Ryan’s mouth dropped open. “Those little shits,” he whispered. Then he felt a bubble of joy work its way up and out of him, and he collapsed onto the towel in laughter, incredulous at the success of the girls’ trick. He and Lisa lay there on the towel, laughing as softly as they could, sniffing and wiping at tears. The joint was still lit and a thin string of smoke rose from the tip. Ryan had wasted a few good hits. Didn’t care. Lisa reached for it and took a pull, released smoke from her nostrils. She drew the rubber band from her hair so that it fell in thick auburn waves to her shoulders. She scratched and gently massaged her part.
Ryan said, “So what’s got you up at three o’clock in the morning?”
Lisa rubbed her eyes. Her face was still flushed and lively from laughter. “I’ve got stuff on my mind.”
“Mm.” Ryan was quiet for a bit. He knew he oughtn’t say anything, but the pot and
the night air and the euphoria of sharing such a good, long, hard, genuine laugh with Lisa had him feeling warm and brave and open. He said, “I shouldn’t say anything.”
She gazed at him, her head cocked and resting on the heel of her hand. “Shouldn’t say what?”
“I heard you and my mom talking on the beach yesterday.”
“About what?” Lisa crushed her bottom lip with her top teeth, then released it.
Ryan couldn’t help noticing that she wasn’t wearing a bra beneath her pink silk pajamas. Her breasts were heavy, pointing down at the towel beneath her. His mind felt like it was covered in a greasy film.
He was quiet for a bit longer, then he said, “I heard you saying yesterday how you think Scott’s cheating.”
“Oh.” Lisa grimaced. “On the beach? You were there?”
“I was sleeping,” Ryan said, “but I woke up.”
Lisa scratched her nose and stared out toward the water. “Well,” she said, and then fell silent for a moment. “There you have it.”
Ryan said, “I think he’s an asshole.”
Lisa gave him a sad smile. A spider that was attached to the underside of the deck was descending in measured little jerks, and her eyes followed it, like a cat with a toy.
“I’m serious,” Ryan said. Words tumbled from him. “I’m serious. Cheating on you? I think he’s an asshole and he doesn’t deserve you. You are perfect.”

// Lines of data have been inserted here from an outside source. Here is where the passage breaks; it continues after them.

// SPDX-License-Identifier: MIT
// Copyright (c) 2026 ADNT Sarl <info@adnt.io>

//! Command-line interface definitions.

use std::path::PathBuf;

use anyhow::{bail, Result};
use clap::{Parser, Subcommand};

use canboot_common::protocol::APP_ADDR;

use crate::commands;
use crate::transport::{Transport, DEFAULT_TIMEOUT_MS};

/// Command-line arguments.
#[derive(Parser)]
#[command(name = "canboot-upload")]
#[command(about = "Host tool for the CAN bootloader")]
pub struct Cli {
    /// Serial port of the bus attachment (e.g., /dev/ttyACM0)
    #[arg(short, long)]
    pub port: String,

    /// Reply timeout in milliseconds
    #[arg(short, long, default_value_t = DEFAULT_TIMEOUT_MS)]
    pub timeout: u64,

    /// Print every frame exchanged
    #[arg(short, long)]
    pub verbose: bool,

    /// CAN address the tool sends from
    #[arg(long, default_value = "0", value_parser = parse_address)]
    pub host_address: u8,

    #[command(subcommand)]
    pub command: Commands,
}

/// Available subcommands.
#[derive(Subcommand)]
pub enum Commands {
    /// List the boards answering a broadcast discovery
    Discover,

    /// Upload a raw firmware image
    Upload {
        /// Firmware binary file
        #[arg(value_name = "FILE")]
        file: PathBuf,

        /// CAN address of the board
        #[arg(long, value_parser = parse_address)]
        target: u8,

        /// Flash address of the first byte of the image
        #[arg(long, default_value_t = APP_ADDR, value_parser = parse_u32)]
        address: u32,

        /// Also erase the application's user data
        #[arg(long)]
        erase_eeprom: bool,
    },

    /// Change the CAN address of a board
    SetAddress {
        /// Current CAN address of the board
        #[arg(long, value_parser = parse_address)]
        target: u8,

        /// New address (1..=14)
        #[arg(long, value_parser = parse_address, conflicts_with = "random", required_unless_present = "random")]
        new: Option<u8>,

        /// Let the board pick a random address
        #[arg(long)]
        random: bool,

        /// Addresses the random pick must avoid, one bit per address
        #[arg(long, value_parser = parse_u16, requires = "random")]
        mask: Option<u16>,
    },

    /// Read the 32-byte additional info of a board
    GetInfo {
        /// CAN address of the board
        #[arg(long, value_parser = parse_address)]
        target: u8,
    },

    /// Write the 32-byte additional info of a board
    SetInfo {
        /// CAN address of the board
        #[arg(long, value_parser = parse_address)]
        target: u8,

        /// Text to store, at most 32 bytes
        #[arg(value_name = "TEXT")]
        text: String,
    },
}

/// Decimal or `0x`-prefixed hexadecimal.
fn parse_u32(s: &str) -> Result<u32, String> {
    let parsed = match s.strip_prefix("0x").or_else(|| s.strip_prefix("0X")) {
        Some(hex) => u32::from_str_radix(hex, 16),
        None => s.parse(),
    };
    parsed.map_err(|e| format!("invalid number '{}': {}", s, e))
}

fn parse_u16(s: &str) -> Result<u16, String> {
    let value = parse_u32(s)?;
    u16::try_from(value).map_err(|_| format!("'{}' does not fit in 16 bits", s))
}

/// A 4-bit CAN address.
fn parse_address(s: &str) -> Result<u8, String> {
    let value = parse_u32(s)?;
    if value > 0xF {
        return Err(format!("CAN address {} out of range 0..=15", value));
    }
    Ok(value as u8)
}

/// Execute the parsed CLI command.
pub fn run(cli: Cli) -> Result<()> {
    let mut transport = Transport::new(&cli.port, cli.timeout, cli.verbose)?;
    let host = cli.host_address;

    match cli.command {
        Commands::Discover => commands::discover(&mut transport, host),
        Commands::Upload {
            file,
            target,
            address,
            erase_eeprom,
        } => commands::upload(&mut transport, host, target, &file, address, erase_eeprom),
        Commands::SetAddress {
            target,
            new,
            random,
            mask,
        } => match (new, random) {
            (_, true) => commands::set_random_address(&mut transport, host, target, mask),
            (Some(new), false) => commands::set_address(&mut transport, host, target, new),
            (None, false) => bail!("Either --new or --random is required"),
        },
        Commands::GetInfo { target } => commands::get_info(&mut transport, host, target),
        Commands::SetInfo { target, text } => commands::set_info(&mut transport, host, target, &text),
    }
}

Lisa blinked. Her face was lovely. She leaned toward him first. At least that was how he perceived it. It was hard to say because suddenly something turned lusty and desperate in the air, inside Ryan, and the sky swelled toward him. She came with it, and suddenly her lips were on his. Then her hand was on the back of his head, fingers hungry, spidering through his hair, her tongue in his mouth. His fingers scooped greedily at the back of her neck and knitted through her hair.